··· Supplied information

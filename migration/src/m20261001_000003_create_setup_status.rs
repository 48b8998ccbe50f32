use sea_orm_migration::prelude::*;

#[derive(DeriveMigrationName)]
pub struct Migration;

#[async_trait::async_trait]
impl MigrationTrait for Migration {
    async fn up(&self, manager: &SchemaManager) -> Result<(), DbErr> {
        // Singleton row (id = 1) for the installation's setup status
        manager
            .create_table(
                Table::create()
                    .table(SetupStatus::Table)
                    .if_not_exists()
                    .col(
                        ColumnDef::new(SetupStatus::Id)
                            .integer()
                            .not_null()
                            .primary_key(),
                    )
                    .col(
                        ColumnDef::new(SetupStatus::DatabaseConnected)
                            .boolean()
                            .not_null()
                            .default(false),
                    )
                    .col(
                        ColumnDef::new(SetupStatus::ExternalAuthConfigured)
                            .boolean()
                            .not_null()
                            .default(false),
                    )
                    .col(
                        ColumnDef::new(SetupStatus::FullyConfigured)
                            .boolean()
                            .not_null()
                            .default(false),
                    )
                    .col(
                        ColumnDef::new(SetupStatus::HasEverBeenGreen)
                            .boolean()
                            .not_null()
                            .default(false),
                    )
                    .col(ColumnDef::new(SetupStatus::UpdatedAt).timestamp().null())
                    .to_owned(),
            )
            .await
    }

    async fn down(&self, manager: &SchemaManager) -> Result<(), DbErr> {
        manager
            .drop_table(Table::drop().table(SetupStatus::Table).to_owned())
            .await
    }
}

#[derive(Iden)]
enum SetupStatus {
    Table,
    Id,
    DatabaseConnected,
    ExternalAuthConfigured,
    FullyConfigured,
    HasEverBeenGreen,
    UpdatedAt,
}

······
··· Supplied information

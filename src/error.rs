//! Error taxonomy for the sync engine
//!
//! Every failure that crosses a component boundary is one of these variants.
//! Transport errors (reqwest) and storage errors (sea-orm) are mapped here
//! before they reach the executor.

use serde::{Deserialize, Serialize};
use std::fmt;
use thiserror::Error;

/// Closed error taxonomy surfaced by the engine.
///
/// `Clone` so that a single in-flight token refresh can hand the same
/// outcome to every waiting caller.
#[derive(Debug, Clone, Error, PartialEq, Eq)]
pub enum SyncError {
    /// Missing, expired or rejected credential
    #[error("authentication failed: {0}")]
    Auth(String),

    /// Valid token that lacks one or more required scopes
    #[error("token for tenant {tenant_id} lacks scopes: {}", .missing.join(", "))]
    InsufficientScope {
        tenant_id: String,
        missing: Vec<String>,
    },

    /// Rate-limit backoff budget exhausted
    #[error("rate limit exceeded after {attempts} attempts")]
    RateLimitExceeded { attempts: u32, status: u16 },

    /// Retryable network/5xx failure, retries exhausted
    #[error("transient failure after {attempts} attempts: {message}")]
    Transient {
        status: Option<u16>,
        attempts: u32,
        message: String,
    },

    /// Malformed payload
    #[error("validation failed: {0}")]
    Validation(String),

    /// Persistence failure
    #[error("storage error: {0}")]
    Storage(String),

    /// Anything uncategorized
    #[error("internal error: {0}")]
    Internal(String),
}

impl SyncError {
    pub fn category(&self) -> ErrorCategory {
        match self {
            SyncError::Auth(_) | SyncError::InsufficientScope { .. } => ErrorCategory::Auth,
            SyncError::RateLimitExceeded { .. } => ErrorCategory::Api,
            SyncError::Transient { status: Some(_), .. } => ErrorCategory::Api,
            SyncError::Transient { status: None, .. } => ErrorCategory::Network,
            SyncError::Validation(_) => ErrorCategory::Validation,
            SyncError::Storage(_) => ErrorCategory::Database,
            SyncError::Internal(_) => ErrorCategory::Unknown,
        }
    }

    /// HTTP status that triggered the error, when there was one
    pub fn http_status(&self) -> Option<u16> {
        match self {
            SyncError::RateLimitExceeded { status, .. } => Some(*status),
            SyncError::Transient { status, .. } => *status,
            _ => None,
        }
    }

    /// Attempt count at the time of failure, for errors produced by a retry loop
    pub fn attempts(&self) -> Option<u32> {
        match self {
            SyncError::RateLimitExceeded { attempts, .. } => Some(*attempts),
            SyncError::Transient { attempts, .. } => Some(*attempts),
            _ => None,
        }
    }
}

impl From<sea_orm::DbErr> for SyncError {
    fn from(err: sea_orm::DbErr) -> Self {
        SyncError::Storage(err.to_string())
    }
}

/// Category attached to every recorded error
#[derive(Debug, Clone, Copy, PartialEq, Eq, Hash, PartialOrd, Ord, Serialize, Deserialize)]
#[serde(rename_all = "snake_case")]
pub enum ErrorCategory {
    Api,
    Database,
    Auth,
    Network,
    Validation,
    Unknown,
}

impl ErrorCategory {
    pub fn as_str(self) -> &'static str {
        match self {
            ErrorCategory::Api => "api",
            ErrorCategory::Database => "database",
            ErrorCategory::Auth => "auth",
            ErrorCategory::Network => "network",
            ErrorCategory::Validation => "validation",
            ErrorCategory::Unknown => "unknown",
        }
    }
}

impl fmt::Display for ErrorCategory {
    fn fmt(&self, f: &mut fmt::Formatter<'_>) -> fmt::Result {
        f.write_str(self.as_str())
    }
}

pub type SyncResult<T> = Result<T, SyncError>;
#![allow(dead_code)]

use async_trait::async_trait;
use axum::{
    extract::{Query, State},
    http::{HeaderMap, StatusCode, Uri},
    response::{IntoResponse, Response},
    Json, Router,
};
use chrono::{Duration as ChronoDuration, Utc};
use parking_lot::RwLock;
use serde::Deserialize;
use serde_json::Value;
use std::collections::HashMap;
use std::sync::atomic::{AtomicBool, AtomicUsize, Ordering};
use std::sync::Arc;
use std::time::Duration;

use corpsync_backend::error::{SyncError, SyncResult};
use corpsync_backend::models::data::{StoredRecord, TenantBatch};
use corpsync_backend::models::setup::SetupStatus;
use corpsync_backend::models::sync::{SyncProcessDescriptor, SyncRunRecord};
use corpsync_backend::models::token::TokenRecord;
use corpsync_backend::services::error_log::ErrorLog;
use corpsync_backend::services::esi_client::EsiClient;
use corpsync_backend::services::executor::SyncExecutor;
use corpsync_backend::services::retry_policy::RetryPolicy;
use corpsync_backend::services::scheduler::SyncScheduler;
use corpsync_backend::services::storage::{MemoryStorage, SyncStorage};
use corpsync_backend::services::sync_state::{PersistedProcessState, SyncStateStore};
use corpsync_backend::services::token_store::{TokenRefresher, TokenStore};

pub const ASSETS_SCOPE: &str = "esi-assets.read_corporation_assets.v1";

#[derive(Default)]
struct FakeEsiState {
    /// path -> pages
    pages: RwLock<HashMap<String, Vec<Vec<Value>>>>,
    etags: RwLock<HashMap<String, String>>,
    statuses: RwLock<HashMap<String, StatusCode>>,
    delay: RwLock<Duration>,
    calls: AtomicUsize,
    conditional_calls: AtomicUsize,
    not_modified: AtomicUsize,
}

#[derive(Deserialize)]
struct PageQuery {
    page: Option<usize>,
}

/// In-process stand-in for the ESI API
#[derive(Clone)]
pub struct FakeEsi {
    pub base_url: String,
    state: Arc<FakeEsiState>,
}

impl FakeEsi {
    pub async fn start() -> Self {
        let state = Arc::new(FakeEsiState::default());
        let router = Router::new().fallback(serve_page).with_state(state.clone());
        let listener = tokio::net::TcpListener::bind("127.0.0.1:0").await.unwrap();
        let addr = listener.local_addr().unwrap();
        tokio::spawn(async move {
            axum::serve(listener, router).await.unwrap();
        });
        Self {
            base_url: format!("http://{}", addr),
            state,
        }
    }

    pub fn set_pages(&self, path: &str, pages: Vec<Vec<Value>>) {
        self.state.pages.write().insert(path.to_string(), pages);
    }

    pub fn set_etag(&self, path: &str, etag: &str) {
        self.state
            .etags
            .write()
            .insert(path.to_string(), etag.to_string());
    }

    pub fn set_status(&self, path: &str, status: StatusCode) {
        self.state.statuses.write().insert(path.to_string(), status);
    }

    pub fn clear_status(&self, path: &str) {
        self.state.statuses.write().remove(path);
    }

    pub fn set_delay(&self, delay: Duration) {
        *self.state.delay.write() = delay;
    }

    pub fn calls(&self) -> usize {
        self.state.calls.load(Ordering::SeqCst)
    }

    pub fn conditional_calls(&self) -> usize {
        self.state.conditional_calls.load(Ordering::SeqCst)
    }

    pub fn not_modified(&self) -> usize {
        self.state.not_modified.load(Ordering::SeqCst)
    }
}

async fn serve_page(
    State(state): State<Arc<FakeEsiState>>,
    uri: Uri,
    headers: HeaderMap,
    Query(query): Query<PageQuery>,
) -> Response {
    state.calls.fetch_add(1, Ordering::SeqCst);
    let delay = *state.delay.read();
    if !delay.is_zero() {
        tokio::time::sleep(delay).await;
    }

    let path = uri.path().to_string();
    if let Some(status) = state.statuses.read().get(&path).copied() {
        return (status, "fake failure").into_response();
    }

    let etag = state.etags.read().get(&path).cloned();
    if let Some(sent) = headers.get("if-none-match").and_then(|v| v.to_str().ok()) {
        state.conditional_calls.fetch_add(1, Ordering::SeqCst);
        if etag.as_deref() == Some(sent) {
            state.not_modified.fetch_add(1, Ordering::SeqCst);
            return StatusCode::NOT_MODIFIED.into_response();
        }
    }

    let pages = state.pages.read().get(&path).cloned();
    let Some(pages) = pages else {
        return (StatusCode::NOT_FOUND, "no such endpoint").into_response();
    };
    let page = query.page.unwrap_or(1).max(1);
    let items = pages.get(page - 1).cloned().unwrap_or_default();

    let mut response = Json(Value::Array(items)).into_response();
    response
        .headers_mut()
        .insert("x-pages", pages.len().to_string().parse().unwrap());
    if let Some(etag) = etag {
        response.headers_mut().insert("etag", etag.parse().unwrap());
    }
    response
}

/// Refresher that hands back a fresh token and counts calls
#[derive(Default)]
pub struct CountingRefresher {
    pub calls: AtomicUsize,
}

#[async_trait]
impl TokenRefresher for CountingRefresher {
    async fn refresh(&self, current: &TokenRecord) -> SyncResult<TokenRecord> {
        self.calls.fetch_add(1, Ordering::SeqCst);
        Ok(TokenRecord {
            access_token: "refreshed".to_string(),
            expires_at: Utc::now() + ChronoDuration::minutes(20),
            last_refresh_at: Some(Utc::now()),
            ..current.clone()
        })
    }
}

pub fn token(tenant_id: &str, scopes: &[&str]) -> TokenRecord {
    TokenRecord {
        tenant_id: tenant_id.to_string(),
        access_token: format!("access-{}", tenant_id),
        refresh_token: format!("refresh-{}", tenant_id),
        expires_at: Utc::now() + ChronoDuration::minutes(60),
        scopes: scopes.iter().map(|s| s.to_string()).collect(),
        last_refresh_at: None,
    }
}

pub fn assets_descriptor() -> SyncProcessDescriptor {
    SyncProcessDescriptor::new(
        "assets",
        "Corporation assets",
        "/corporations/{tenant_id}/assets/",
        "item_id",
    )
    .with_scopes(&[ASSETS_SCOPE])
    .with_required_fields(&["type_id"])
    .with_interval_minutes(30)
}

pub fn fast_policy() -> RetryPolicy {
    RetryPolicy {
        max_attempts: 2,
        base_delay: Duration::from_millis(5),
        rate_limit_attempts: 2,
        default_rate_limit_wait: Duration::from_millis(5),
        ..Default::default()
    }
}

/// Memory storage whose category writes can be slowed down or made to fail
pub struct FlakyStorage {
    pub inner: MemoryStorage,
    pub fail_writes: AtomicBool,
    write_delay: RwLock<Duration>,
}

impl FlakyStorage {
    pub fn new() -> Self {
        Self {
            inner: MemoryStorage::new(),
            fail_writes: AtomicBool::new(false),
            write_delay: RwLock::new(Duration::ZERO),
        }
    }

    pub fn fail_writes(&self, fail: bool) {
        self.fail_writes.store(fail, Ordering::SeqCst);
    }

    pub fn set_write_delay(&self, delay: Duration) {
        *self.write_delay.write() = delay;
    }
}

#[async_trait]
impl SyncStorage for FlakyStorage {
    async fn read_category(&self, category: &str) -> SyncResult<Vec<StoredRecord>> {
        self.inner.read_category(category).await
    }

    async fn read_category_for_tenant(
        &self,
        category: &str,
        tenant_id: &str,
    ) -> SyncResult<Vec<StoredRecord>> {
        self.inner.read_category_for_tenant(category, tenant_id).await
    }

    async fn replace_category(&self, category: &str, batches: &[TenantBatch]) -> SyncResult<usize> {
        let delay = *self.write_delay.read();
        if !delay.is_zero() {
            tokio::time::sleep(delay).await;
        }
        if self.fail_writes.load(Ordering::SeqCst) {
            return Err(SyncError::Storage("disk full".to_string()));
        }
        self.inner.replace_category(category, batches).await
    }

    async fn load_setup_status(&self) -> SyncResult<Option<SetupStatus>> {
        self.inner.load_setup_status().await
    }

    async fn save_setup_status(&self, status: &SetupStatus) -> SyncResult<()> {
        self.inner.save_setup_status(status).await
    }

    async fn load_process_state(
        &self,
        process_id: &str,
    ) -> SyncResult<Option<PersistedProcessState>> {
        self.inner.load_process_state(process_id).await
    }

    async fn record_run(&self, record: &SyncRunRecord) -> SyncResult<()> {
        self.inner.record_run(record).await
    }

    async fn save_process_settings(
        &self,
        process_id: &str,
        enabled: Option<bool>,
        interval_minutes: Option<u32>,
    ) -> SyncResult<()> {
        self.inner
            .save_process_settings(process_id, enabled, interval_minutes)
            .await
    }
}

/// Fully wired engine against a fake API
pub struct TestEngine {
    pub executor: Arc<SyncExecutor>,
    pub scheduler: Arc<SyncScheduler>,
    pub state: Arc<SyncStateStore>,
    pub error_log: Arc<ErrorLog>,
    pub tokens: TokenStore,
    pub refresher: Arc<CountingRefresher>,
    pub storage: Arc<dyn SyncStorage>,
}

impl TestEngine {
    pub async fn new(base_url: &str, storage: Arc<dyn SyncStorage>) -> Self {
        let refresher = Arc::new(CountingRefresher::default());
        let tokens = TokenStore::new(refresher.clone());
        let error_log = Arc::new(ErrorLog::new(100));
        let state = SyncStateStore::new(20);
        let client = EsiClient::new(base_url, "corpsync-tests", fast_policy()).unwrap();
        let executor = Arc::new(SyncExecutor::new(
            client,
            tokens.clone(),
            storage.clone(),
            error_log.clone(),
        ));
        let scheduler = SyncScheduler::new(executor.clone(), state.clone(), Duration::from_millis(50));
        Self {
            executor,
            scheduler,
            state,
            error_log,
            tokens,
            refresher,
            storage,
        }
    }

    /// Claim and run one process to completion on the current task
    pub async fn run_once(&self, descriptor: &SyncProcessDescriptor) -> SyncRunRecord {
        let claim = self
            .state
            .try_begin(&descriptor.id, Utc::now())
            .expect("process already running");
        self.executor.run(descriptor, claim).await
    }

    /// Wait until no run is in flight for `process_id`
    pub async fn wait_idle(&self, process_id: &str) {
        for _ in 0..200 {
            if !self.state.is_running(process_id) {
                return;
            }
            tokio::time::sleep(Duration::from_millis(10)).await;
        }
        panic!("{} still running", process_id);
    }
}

······
··· Supplied information

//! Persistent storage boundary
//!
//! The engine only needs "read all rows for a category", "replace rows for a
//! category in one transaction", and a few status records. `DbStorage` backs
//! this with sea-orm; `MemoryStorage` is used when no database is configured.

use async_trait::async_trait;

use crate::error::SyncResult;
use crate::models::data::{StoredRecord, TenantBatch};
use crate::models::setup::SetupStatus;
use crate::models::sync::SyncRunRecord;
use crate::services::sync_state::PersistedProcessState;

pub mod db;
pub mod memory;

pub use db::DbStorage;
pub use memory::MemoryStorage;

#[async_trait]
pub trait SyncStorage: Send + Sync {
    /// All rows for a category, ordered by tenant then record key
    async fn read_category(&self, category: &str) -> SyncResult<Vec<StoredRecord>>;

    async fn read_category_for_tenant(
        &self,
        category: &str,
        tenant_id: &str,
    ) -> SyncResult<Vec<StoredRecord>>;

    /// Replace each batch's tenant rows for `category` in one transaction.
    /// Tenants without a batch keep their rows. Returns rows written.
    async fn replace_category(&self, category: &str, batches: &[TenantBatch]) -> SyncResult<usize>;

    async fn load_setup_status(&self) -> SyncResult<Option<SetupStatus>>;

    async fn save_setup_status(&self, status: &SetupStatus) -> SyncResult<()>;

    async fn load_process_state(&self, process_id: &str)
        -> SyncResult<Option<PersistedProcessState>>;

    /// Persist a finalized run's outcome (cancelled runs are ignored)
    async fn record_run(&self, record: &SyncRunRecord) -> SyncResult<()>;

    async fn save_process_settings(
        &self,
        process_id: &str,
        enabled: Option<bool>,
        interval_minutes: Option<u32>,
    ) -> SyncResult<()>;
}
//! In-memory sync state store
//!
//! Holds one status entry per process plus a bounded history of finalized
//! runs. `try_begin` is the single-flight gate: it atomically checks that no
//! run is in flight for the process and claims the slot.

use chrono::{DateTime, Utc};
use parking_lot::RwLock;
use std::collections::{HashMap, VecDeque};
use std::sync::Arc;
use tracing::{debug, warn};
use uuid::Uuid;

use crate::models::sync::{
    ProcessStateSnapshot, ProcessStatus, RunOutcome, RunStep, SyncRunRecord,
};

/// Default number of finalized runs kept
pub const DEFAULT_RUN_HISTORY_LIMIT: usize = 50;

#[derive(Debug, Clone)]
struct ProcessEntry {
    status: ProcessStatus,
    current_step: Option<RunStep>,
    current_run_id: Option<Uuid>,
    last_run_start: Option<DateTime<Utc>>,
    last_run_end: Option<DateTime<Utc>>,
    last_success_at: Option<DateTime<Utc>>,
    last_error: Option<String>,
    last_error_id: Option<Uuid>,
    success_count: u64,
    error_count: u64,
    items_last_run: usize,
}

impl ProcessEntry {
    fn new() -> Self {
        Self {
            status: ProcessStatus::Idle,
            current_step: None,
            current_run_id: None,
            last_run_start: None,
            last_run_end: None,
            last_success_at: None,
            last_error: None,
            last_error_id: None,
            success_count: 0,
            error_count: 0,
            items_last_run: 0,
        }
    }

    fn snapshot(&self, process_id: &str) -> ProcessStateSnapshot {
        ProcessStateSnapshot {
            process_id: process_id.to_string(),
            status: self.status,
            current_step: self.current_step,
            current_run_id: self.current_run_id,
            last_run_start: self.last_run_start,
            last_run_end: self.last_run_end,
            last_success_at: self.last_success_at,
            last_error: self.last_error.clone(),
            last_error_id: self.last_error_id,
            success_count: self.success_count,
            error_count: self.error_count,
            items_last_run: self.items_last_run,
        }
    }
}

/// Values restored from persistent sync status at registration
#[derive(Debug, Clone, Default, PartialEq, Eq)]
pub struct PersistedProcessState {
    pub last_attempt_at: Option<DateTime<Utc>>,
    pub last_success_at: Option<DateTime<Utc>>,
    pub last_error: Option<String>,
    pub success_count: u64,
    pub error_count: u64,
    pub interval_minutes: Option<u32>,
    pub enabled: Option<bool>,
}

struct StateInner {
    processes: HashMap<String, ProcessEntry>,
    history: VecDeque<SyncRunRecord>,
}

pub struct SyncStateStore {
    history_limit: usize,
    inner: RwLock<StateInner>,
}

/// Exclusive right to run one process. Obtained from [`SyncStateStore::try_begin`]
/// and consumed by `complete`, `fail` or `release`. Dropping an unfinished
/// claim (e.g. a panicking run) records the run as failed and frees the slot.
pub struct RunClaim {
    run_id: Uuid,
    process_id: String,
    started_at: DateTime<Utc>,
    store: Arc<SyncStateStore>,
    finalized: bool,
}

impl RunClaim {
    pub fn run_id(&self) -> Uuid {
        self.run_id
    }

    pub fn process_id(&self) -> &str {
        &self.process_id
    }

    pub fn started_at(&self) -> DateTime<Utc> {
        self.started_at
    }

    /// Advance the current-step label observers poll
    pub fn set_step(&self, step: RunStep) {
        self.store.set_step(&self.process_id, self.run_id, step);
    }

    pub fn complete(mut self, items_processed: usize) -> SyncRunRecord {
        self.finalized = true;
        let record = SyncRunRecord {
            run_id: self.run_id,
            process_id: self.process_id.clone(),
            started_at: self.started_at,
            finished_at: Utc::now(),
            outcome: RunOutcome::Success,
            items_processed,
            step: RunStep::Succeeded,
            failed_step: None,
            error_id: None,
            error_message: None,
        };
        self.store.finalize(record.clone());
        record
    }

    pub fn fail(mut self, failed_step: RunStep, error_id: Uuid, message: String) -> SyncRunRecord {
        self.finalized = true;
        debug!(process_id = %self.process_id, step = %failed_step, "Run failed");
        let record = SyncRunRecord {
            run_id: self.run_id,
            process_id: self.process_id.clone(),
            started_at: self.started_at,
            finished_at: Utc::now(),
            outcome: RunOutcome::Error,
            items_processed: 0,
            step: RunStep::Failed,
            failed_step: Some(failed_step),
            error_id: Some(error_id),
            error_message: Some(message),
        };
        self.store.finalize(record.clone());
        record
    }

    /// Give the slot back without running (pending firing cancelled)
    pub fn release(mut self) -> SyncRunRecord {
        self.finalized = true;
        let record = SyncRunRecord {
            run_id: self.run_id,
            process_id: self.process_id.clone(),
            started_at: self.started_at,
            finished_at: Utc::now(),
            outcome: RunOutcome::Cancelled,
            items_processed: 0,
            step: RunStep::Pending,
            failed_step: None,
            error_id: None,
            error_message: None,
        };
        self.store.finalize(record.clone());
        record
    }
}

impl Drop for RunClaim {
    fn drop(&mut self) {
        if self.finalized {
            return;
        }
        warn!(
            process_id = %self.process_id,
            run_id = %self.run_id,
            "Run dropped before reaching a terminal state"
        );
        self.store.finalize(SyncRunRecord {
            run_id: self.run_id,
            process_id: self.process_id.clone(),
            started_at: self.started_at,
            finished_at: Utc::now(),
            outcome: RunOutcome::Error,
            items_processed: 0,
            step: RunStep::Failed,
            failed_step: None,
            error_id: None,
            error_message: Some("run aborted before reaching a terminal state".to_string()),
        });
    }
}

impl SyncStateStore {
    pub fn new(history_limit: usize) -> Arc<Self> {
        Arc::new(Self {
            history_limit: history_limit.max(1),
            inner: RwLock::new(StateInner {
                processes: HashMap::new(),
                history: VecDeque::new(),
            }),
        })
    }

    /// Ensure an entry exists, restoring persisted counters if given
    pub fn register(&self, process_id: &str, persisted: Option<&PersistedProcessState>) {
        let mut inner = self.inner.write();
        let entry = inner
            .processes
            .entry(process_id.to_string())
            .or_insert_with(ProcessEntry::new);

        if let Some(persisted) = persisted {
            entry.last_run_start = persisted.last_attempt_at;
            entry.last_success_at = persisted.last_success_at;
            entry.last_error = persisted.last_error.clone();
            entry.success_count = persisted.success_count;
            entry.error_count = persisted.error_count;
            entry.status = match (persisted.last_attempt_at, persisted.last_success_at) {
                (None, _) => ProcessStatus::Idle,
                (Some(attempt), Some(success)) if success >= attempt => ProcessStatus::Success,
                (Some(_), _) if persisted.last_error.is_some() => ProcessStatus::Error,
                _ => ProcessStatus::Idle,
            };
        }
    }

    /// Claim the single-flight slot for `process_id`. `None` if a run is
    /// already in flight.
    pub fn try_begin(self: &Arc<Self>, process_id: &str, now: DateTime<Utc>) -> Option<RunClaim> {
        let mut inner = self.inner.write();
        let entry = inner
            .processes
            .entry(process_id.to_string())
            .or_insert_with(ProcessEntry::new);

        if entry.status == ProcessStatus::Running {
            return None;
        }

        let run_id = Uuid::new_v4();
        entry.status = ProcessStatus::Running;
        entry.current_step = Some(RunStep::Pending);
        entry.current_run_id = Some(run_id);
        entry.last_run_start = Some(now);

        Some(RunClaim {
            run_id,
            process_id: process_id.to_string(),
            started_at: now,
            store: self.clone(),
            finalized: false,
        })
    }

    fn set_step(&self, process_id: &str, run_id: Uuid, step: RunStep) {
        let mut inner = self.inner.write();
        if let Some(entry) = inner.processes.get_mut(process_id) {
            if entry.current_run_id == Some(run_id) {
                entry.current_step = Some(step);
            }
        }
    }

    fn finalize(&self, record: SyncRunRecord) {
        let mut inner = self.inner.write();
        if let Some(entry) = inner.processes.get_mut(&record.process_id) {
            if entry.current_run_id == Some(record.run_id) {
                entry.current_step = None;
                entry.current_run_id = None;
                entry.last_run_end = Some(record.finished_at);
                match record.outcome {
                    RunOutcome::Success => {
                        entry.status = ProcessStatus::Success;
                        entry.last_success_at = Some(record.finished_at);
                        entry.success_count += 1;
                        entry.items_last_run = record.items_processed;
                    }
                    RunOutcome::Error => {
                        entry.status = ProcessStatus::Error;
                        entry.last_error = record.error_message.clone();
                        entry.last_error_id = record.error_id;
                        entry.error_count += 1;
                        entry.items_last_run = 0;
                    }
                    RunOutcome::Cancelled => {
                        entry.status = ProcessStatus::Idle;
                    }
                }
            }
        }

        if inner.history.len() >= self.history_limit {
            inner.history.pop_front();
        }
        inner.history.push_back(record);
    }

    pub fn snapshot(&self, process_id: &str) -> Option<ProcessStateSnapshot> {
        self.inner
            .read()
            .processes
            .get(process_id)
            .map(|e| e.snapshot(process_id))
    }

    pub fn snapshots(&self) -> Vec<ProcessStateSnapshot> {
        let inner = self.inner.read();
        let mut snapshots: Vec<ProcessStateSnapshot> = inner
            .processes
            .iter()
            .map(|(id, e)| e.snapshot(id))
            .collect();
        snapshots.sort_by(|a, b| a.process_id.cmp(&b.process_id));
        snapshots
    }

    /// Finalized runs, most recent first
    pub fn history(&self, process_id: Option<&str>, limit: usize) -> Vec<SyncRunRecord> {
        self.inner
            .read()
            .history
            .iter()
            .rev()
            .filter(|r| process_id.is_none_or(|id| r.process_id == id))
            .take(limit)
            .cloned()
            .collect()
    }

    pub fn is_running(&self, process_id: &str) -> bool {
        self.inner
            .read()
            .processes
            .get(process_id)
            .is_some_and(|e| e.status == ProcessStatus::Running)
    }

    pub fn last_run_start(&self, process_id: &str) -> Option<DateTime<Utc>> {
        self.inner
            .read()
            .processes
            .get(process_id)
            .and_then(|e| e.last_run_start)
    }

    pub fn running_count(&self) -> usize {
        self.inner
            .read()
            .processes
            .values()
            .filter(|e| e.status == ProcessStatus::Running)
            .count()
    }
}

······

## Exercise objective
Work out how many lines in the preceding data include the word "DatabaseConnected". State only that number.

## Answer to this exercise
2